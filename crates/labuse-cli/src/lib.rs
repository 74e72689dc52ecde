//! Lab utilization CLI library.
//!
//! This crate provides the CLI interface for the occupancy engine.

mod cli;
pub mod commands;
mod config;
pub mod dataset;

pub use cli::{CacheAction, Cli, Commands, PeakGrouping};
pub use config::Config;
// SPDX-License-Identifier: GPL-3.0-or-later
// src/app/mod.rs
//
// COSMIC application wiring and main app struct.

pub mod document;
pub mod message;
pub mod model;
pub mod update;
pub mod view;

pub use message::AppMessage;
pub use model::AppModel;

use std::path::{Path, PathBuf};

use cosmic::app::Core;
use cosmic::cosmic_config::{self, CosmicConfigEntry};
use cosmic::iced::keyboard::{self, Key, Modifiers, key::Named};
use cosmic::iced::{Subscription, stream, window};
use cosmic::{Action, ApplicationExt, Element, Task};

use self::document::history::History;
use self::document::portable::Toolset;
use self::document::watcher::SourceWatcher;
use self::document::Pages;
use crate::config::AppConfig;
use crate::constant::APP_NAME;

/// Flags passed from `main` into the application.
#[derive(Debug, Clone)]
pub enum Flags {
    /// Files shown in this window: one PDF, or any number of images.
    Session { files: Vec<PathBuf>, tools: Toolset },
}

/// Main application type.
pub struct CuteViewApp {
    core: Core,
    pub model: AppModel,
    pub config: AppConfig,
}

impl cosmic::Application for CuteViewApp {
    type Executor = cosmic::SingleThreadExecutor;
    type Flags = Flags;
    type Message = AppMessage;

    const APP_ID: &'static str = "io.github.cuteview.CuteView";

    fn core(&self) -> &Core {
        &self.core
    }

    fn core_mut(&mut self) -> &mut Core {
        &mut self.core
    }

    fn init(core: Core, flags: Self::Flags) -> (Self, Task<Action<Self::Message>>) {
        // Load persisted config.
        let config = match cosmic_config::Config::new(Self::APP_ID, AppConfig::VERSION) {
            Ok(handler) => AppConfig::get_entry(&handler).unwrap_or_default(),
            Err(_) => AppConfig::default(),
        };

        let Flags::Session { files, tools } = flags;

        let pages = match Pages::open(&files, tools, &config, History::default_path()) {
            Ok(pages) => Some(pages),
            Err(e) => {
                log::error!("Failed to open {:?}: {:#}", files, e);
                None
            }
        };
        let mut model = AppModel::new(pages, &config);
        if model.pages.is_none() {
            model.set_error(crate::fl!("open-failed"));
        }

        let mut app = Self {
            core,
            model,
            config,
        };

        // Pages are fetched once the viewer reports its size.
        let title_task = app.update_title();
        let maximize_task = match app.core.main_window_id() {
            Some(id) => window::maximize(id, true),
            None => Task::none(),
        };

        (app, Task::batch([title_task, maximize_task]))
    }

    fn on_close_requested(&self, _id: window::Id) -> Option<Self::Message> {
        Some(AppMessage::CloseRequested)
    }

    fn update(&mut self, message: Self::Message) -> Task<Action<Self::Message>> {
        match update::update(self, &message) {
            update::UpdateResult::None => Task::none(),
            update::UpdateResult::Task(task) => task,
        }
    }

    fn view(&self) -> Element<'_, Self::Message> {
        view::view(&self.model, &self.config)
    }

    fn subscription(&self) -> Subscription<Self::Message> {
        let watch = self
            .model
            .pages
            .as_ref()
            .and_then(Pages::pdf_path)
            .map_or_else(Subscription::none, source_subscription);

        Subscription::batch([keyboard::on_key_press(handle_key_press), watch])
    }
}

/// Emit [`AppMessage::SourceChanged`] whenever the PDF is written.
fn source_subscription(source: &Path) -> Subscription<AppMessage> {
    let source = source.to_path_buf();
    Subscription::run_with_id(
        source.clone(),
        stream::channel(1, move |mut output| async move {
            let watcher = SourceWatcher::new(&source, move || {
                // A full channel already holds a change for the UI.
                let _ = output.try_send(AppMessage::SourceChanged);
            });
            let _watcher = match watcher {
                Ok(watcher) => watcher,
                Err(e) => {
                    log::warn!("Cannot watch {}: {}", source.display(), e);
                    return;
                }
            };
            std::future::pending::<()>().await;
        }),
    )
}

impl CuteViewApp {
    /// Push the page title into the window title.
    pub fn update_title(&mut self) -> Task<Action<AppMessage>> {
        let title = window_title(self.model.pages.as_ref().map(Pages::title));
        match self.core.main_window_id() {
            Some(id) => self.set_window_title(title, id),
            None => Task::none(),
        }
    }
}

/// Window title for a page title.
pub fn window_title(title: Option<&str>) -> String {
    match title {
        Some(title) if !title.is_empty() => format!("{title} - {APP_NAME}"),
        _ => APP_NAME.to_string(),
    }
}

/// Map raw key presses + modifiers into high-level application messages.
fn handle_key_press(key: Key, modifiers: Modifiers) -> Option<AppMessage> {
    use AppMessage::{
        LessOpaque, MoreOpaque, NextPage, PrevPage, Quit, QuitWithoutHistory, ToggleCursor,
        ToggleInvert, ToggleTrim,
    };

    // Ignore key presses when command-style modifiers are pressed.
    if modifiers.command() || modifiers.alt() || modifiers.logo() || modifiers.control() {
        return None;
    }

    match key.as_ref() {
        // Quitting; Shift+Q leaves the history untouched.
        Key::Character(ch) if ch.eq_ignore_ascii_case("q") => {
            if modifiers.shift() {
                Some(QuitWithoutHistory)
            } else {
                Some(Quit)
            }
        }

        // Navigation.
        Key::Named(Named::ArrowLeft) => Some(PrevPage),
        Key::Named(Named::ArrowRight) => Some(NextPage),

        // Opacity; the easier key makes the page more opaque.
        Key::Character("*") => Some(LessOpaque),
        Key::Character("/") => Some(MoreOpaque),

        Key::Character("^") => Some(ToggleCursor),
        Key::Character(ch) if ch.eq_ignore_ascii_case("i") => Some(ToggleInvert),
        Key::Character(ch) if ch.eq_ignore_ascii_case("t") => Some(ToggleTrim),

        _ => None,
    }
}

#[cfg(test)]
mod tests {
    use super::*;

    fn press(key: Key, modifiers: Modifiers) -> Option<AppMessage> {
        handle_key_press(key, modifiers)
    }

    fn char_key(c: &str) -> Key {
        Key::Character(c.into())
    }

    #[test]
    fn window_title_appends_app_name() {
        assert_eq!(window_title(Some("Book (3/10)")), "Book (3/10) - CuteView");
        assert_eq!(window_title(Some("")), "CuteView");
        assert_eq!(window_title(None), "CuteView");
    }

    #[test]
    fn q_quits_and_shift_q_skips_history() {
        assert!(matches!(
            press(char_key("q"), Modifiers::empty()),
            Some(AppMessage::Quit)
        ));
        assert!(matches!(
            press(char_key("Q"), Modifiers::SHIFT),
            Some(AppMessage::QuitWithoutHistory)
        ));
    }

    #[test]
    fn display_keys() {
        assert!(matches!(
            press(char_key("*"), Modifiers::empty()),
            Some(AppMessage::LessOpaque)
        ));
        assert!(matches!(
            press(char_key("/"), Modifiers::empty()),
            Some(AppMessage::MoreOpaque)
        ));
        assert!(matches!(
            press(char_key("i"), Modifiers::empty()),
            Some(AppMessage::ToggleInvert)
        ));
        assert!(matches!(
            press(char_key("T"), Modifiers::SHIFT),
            Some(AppMessage::ToggleTrim)
        ));
        assert!(matches!(
            press(char_key("^"), Modifiers::empty()),
            Some(AppMessage::ToggleCursor)
        ));
    }

    #[test]
    fn arrows_turn_pages() {
        assert!(matches!(
            press(Key::Named(Named::ArrowLeft), Modifiers::empty()),
            Some(AppMessage::PrevPage)
        ));
        assert!(matches!(
            press(Key::Named(Named::ArrowRight), Modifiers::empty()),
            Some(AppMessage::NextPage)
        ));
    }

    #[test]
    fn control_shortcuts_are_ignored() {
        assert!(press(char_key("q"), Modifiers::CTRL).is_none());
    }
}
impl PageCache {
    /// Directory below the user cache directory: `<cache dir>/cuteview/<hash>-<pid>`.
    ///
    /// The process id is part of the name, so two windows on the same file
    /// never share files.
    pub fn default_dir(source: &Path) -> PathBuf {
        dirs::cache_dir()
            .unwrap_or_else(std::env::temp_dir)
            .join(APP_DIR)
            .join(format!("{}-{}", cache_key(source), std::process::id()))
    }

    pub fn in_dir(
        dir: PathBuf,
        source: &Path,
        length: usize,
        default_invert: bool,
    ) -> anyhow::Result<Self> {
        fs::create_dir_all(&dir)
            .with_context(|| format!("Failed to create cache directory {}", dir.display()))?;
        log::debug!("page cache for {} in {}", source.display(), dir.display());

        Ok(Self {
            dir,
            source: source.to_path_buf(),
            records: vec![
                PageRecord {
                    longdim: 0,
                    invert: default_invert,
                };
                length
            ],
            pending: HashSet::new(),
            default_invert,
            keep_before: 5,
            keep_after: 5,
        })
    }

    /// Set how many pages around the current one survive eviction.
    pub fn with_window(mut self, keep_before: usize, keep_after: usize) -> Self {
        self.keep_before = keep_before;
        self.keep_after = keep_after;
        self
    }

    #[cfg(test)]
    pub fn dir(&self) -> &Path {
        &self.dir
    }

    pub fn page_count(&self) -> usize {
        self.records.len()
    }

    pub fn page_path(&self, page: usize, extension: &str) -> PathBuf {
        self.dir.join(format!("{page}.{extension}"))
    }

    /// Long side the page was last rendered at.
    pub fn recorded_longdim(&self, page: usize) -> u32 {
        self.records
            .get(page % self.page_count().max(1))
            .map_or(0, |record| record.longdim)
    }

    /// Decide whether `page` has to be rendered.
    ///
    /// Returns the page file and, when it is missing or stale, the request
    /// that produces it. The page is recorded as rendered right away.
    pub fn plan<R: PageRenderer>(
        &mut self,
        renderer: &R,
        page: usize,
        longdim: u32,
        invert: bool,
    ) -> (PathBuf, Option<RenderRequest>) {
        let page = page % self.page_count().max(1);
        let outfile = self.page_path(page, renderer.extension(invert));
        let Some(record) = self.records.get_mut(page) else {
            return (outfile, None);
        };

        let stale = record.longdim < longdim || record.invert != invert;
        if outfile.exists() && !stale {
            return (outfile, None);
        }
        *record = PageRecord { longdim, invert };

        let request = RenderRequest {
            pdf: self.source.clone(),
            page,
            longdim,
            invert,
            outfile: outfile.clone(),
        };
        (outfile, Some(request))
    }

    /// Make sure `page` is rendered at least at `longdim`, then evict pages
    /// far from `current`.
    ///
    /// A page still being rendered in the background is not rendered again;
    /// the caller shows it once [`PageCache::finish_background`] is called.
    pub fn ensure<R: PageRenderer>(
        &mut self,
        renderer: &R,
        page: usize,
        longdim: u32,
        invert: bool,
        current: usize,
    ) -> anyhow::Result<CachedPage> {
        if self.is_pending(page) {
            self.evict(current);
            return Ok(CachedPage::Rendering);
        }
        let (outfile, request) = self.plan(renderer, page, longdim, invert);
        let rendered = match request {
            Some(request) => renderer.render(&request),
            None => Ok(()),
        };
        self.evict(current);
        rendered?;
        Ok(CachedPage::Ready(outfile))
    }

    /// Plan a background render of `page`.
    ///
    /// Returns `None` when the page is fresh or already being rendered. The
    /// page stays pending until [`PageCache::finish_background`].
    pub fn begin_background<R: PageRenderer>(
        &mut self,
        renderer: &R,
        page: usize,
        longdim: u32,
        invert: bool,
    ) -> Option<RenderRequest> {
        if self.is_pending(page) {
            return None;
        }
        let (_, request) = self.plan(renderer, page, longdim, invert);
        let request = request?;
        self.pending.insert(request.page);
        Some(request)
    }

    /// A background render of `page` ended, successfully or not.
    pub fn finish_background(&mut self, page: usize) {
        self.pending.remove(&page);
    }

    pub fn is_pending(&self, page: usize) -> bool {
        self.pending.contains(&(page % self.page_count().max(1)))
    }

    /// Delete cached pages outside the window around `current`.
    pub fn evict(&mut self, current: usize) {
        let length = self.page_count();
        if self.keep_before + self.keep_before >= length + 1 {
            return;
        }
        let start = current + self.keep_after + 1;
        let end = current + length - self.keep_before;
        for page in (start..end).map(|page| page % length) {
            if !self.pending.contains(&page) {
                self.remove_page(page);
            }
        }
    }

    /// Forget every page, for example after the document changed on disk.
    ///
    /// Pending background renders stay pending; their records are reset, so
    /// whatever they produce is rendered again on the next lookup.
    pub fn invalidate_all(&mut self, length: usize) {
        match fs::read_dir(&self.dir) {
            Ok(entries) => {
                for entry in entries.flatten() {
                    remove_file(&entry.path());
                }
            }
            Err(e) => log::warn!("Failed to list {}: {}", self.dir.display(), e),
        }
        self.records = vec![
            PageRecord {
                longdim: 0,
                invert: self.default_invert,
            };
            length
        ];
        self.pending.retain(|&page| page < length);
    }

    fn remove_page(&mut self, page: usize) {
        for extension in PAGE_EXTENSIONS {
            remove_file(&self.page_path(page, extension));
        }
        if let Some(record) = self.records.get_mut(page) {
            record.longdim = 0;
        }
    }
}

**Task description:**
Lines with "ToggleInvert" in the records: how many are there? Give only the number.

**Final answer:**
3